Data Preparation and Validation

The information for agent-target interaction was obtained through retrieving Drug-Gene Interaction database (DGIdb) (Wagner et al., 2015), Therapeutic Target Database (TTD) (Qin et al., 2014), and DrugBank (Law et al., 2014). Only the clinically supported or approved activities of the agents were used in the present study, which were derived from DrugBank, TTD, and ClinicalTrials (Zarin et al., 2011; Law et al., 2014; Qin et al., 2014). The disease-associated gene information was derived from the following eight databases: Genetic Association Database (GAD) (Becker et al., 2004), Online Mendelian Inheritance in Man (OMIM) (Hamosh et al., 2005), Clinvar (Landrum et al., 2014), Orphanet (http://www.orpha.net/consor/cgi-bin/index.php), DisGeNET (Piñero et al., 2015), INtegrated TaRget gEne PredItion (INTREPID) (Chen and Tian, 2016), GWASdb (Nelson et al., 2015), and The Human Gene Mutation Database (HGMD) (Wang X. et al., 2012) (Figure 1).

FIGURE 1

Figure 1. Pipeline for data processing. Disease-associated genes were derived from eight databases. Agent activities were obtained from TTD, DrugBank, and ClinicalTrials. The disease terms of genes and the indication annotations of agents were uniformed to UMLS concepts using MetaMap. Using the disease classes provided by pharmaprojects (Similarity threshold: 0.75), 703 types of diseases for 19,233 genes were identified, resulting in 914,190 gene-disease pairs.
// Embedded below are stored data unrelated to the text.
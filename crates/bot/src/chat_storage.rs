//! Local record of the tickets this bot has opened
//!
//! Stored as `{"chats": [{"id", "user_id", "is_solved"}]}` so an end-user's
//! open ticket survives a restart.

use std::path::{Path, PathBuf};

use serde::{Deserialize, Serialize};
use supportdesk_shared::RoomId;
use tokio::sync::Mutex;

#[derive(Debug, Clone, PartialEq, Eq, Serialize, Deserialize)]
pub struct StoredChat {
    pub id: RoomId,
    /// Telegram id of the end-user
    pub user_id: i64,
    pub is_solved: bool,
}

#[derive(Debug, Default, Serialize, Deserialize)]
struct ChatFile {
    #[serde(default)]
    chats: Vec<StoredChat>,
}

pub struct ChatStorage {
    path: PathBuf,
    // Serializes read-modify-write cycles
    lock: Mutex<()>,
}

impl ChatStorage {
    /// Open the storage file, creating an empty one if needed
    pub async fn open(path: impl AsRef<Path>) -> Result<Self, StorageError> {
        let path = path.as_ref().to_path_buf();
        if tokio::fs::metadata(&path).await.is_err() {
            let empty = serde_json::to_vec_pretty(&ChatFile::default())?;
            tokio::fs::write(&path, empty).await?;
        }
        Ok(Self {
            path,
            lock: Mutex::new(()),
        })
    }

    async fn load(&self) -> Result<Vec<StoredChat>, StorageError> {
        let raw = tokio::fs::read(&self.path).await?;
        let file: ChatFile = serde_json::from_slice(&raw)?;
        Ok(file.chats)
    }

    async fn save(&self, chats: Vec<StoredChat>) -> Result<(), StorageError> {
        let raw = serde_json::to_vec_pretty(&ChatFile { chats })?;
        tokio::fs::write(&self.path, raw).await?;
        Ok(())
    }

    /// Record a newly opened chat. Known ids are left untouched.
    pub async fn add_chat(&self, id: RoomId, user_id: i64) -> Result<(), StorageError> {
        let _guard = self.lock.lock().await;
        let mut chats = self.load().await?;
        if chats.iter().any(|c| c.id == id) {
            return Ok(());
        }
        chats.push(StoredChat {
            id,
            user_id,
            is_solved: false,
        });
        self.save(chats).await
    }

    /// First unsolved chat of an end-user
    pub async fn find_chat(&self, user_id: i64) -> Result<Option<StoredChat>, StorageError> {
        let _guard = self.lock.lock().await;
        Ok(self
            .load()
            .await?
            .into_iter()
            .find(|c| c.user_id == user_id && !c.is_solved))
    }

    /// Returns false if the chat is unknown
    pub async fn mark_solved(&self, id: RoomId) -> Result<bool, StorageError> {
        let _guard = self.lock.lock().await;
        let mut chats = self.load().await?;
        let Some(chat) = chats.iter_mut().find(|c| c.id == id) else {
            return Ok(false);
        };
        chat.is_solved = true;
        self.save(chats).await?;
        Ok(true)
    }

    /// Returns false if the chat is unknown
    pub async fn remove_chat(&self, id: RoomId) -> Result<bool, StorageError> {
        let _guard = self.lock.lock().await;
        let mut chats = self.load().await?;
        let before = chats.len();
        chats.retain(|c| c.id != id);
        if chats.len() == before {
            return Ok(false);
        }
        self.save(chats).await?;
        Ok(true)
    }

    pub async fn all_chats(&self) -> Result<Vec<StoredChat>, StorageError> {
        let _guard = self.lock.lock().await;
        self.load().await
    }
}

#[derive(Debug, thiserror::Error)]
pub enum StorageError {
    #[error("Chat storage I/O failed: {0}")]
    Io(#[from] std::io::Error),
    #[error("Chat storage is not valid JSON: {0}")]
    Format(#[from] serde_json::Error),
}

#[cfg(test)]
#[allow(clippy::unwrap_used, clippy::expect_used)]
mod tests {
    use super::*;
    use uuid::Uuid;

    fn temp_path() -> PathBuf {
        std::env::temp_dir().join(format!("chat-storage-{}.json", Uuid::new_v4()))
    }

    #[tokio::test]
    async fn test_chat_lifecycle() {
        let path = temp_path();
        let storage = ChatStorage::open(&path).await.unwrap();
        assert!(storage.all_chats().await.unwrap().is_empty());

        let first = RoomId::new();
        let second = RoomId::new();
        storage.add_chat(first, 42).await.unwrap();
        storage.add_chat(first, 42).await.unwrap();
        storage.add_chat(second, 42).await.unwrap();
        assert_eq!(storage.all_chats().await.unwrap().len(), 2);

        assert_eq!(storage.find_chat(42).await.unwrap().unwrap().id, first);
        assert!(storage.find_chat(43).await.unwrap().is_none());

        assert!(storage.mark_solved(first).await.unwrap());
        assert_eq!(storage.find_chat(42).await.unwrap().unwrap().id, second);

        assert!(storage.remove_chat(second).await.unwrap());
        assert!(!storage.remove_chat(second).await.unwrap());
        assert!(storage.find_chat(42).await.unwrap().is_none());

        let _ = std::fs::remove_file(path);
    }

    #[tokio::test]
    async fn test_contents_survive_reopen() {
        let path = temp_path();
        let room = RoomId::new();
        {
            let storage = ChatStorage::open(&path).await.unwrap();
            storage.add_chat(room, 7).await.unwrap();
        }

        let reopened = ChatStorage::open(&path).await.unwrap();
        assert_eq!(
            reopened.all_chats().await.unwrap(),
            vec![StoredChat {
                id: room,
                user_id: 7,
                is_solved: false
            }]
        );

        let raw: serde_json::Value = serde_json::from_slice(&std::fs::read(&path).unwrap()).unwrap();
        assert_eq!(raw["chats"][0]["user_id"], 7);

        let _ = std::fs::remove_file(path);
    }
}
Through searching DGIdb, TTD, and DrugBank, 3,346 genes were targeted by 14,558 agents. 3,346 targets were associated with 703 diseases, resulting in 359,101 gene-disease pairs; 5,759 agents were indicated for treating 667 diseases, resulting in 74,902 agent-disease pairs.

To facilitate the present analysis, a natural language processing tool MetaMap was used to convert disease terms of genes and indication annotations of agents to Unified Medical Language System (UMLS) concepts (Aronson, 2001), where the Medical Subject Headings (MeSH) thesaurus was selected as the vocabulary source of UMLS (Liu et al., 2014). Using the disease classes provided by pharmaprojects (Similarity threshold: 0.75) (Mcinnes et al., 2009), the chemical agents were indicated for treating 667 disease classes and the disorder-related genes were associated with 703 disease classes (Figure 1). All of the data are freely available at SCG-Drug (http://zhanglab.hzau.edu.cn/scgdrug).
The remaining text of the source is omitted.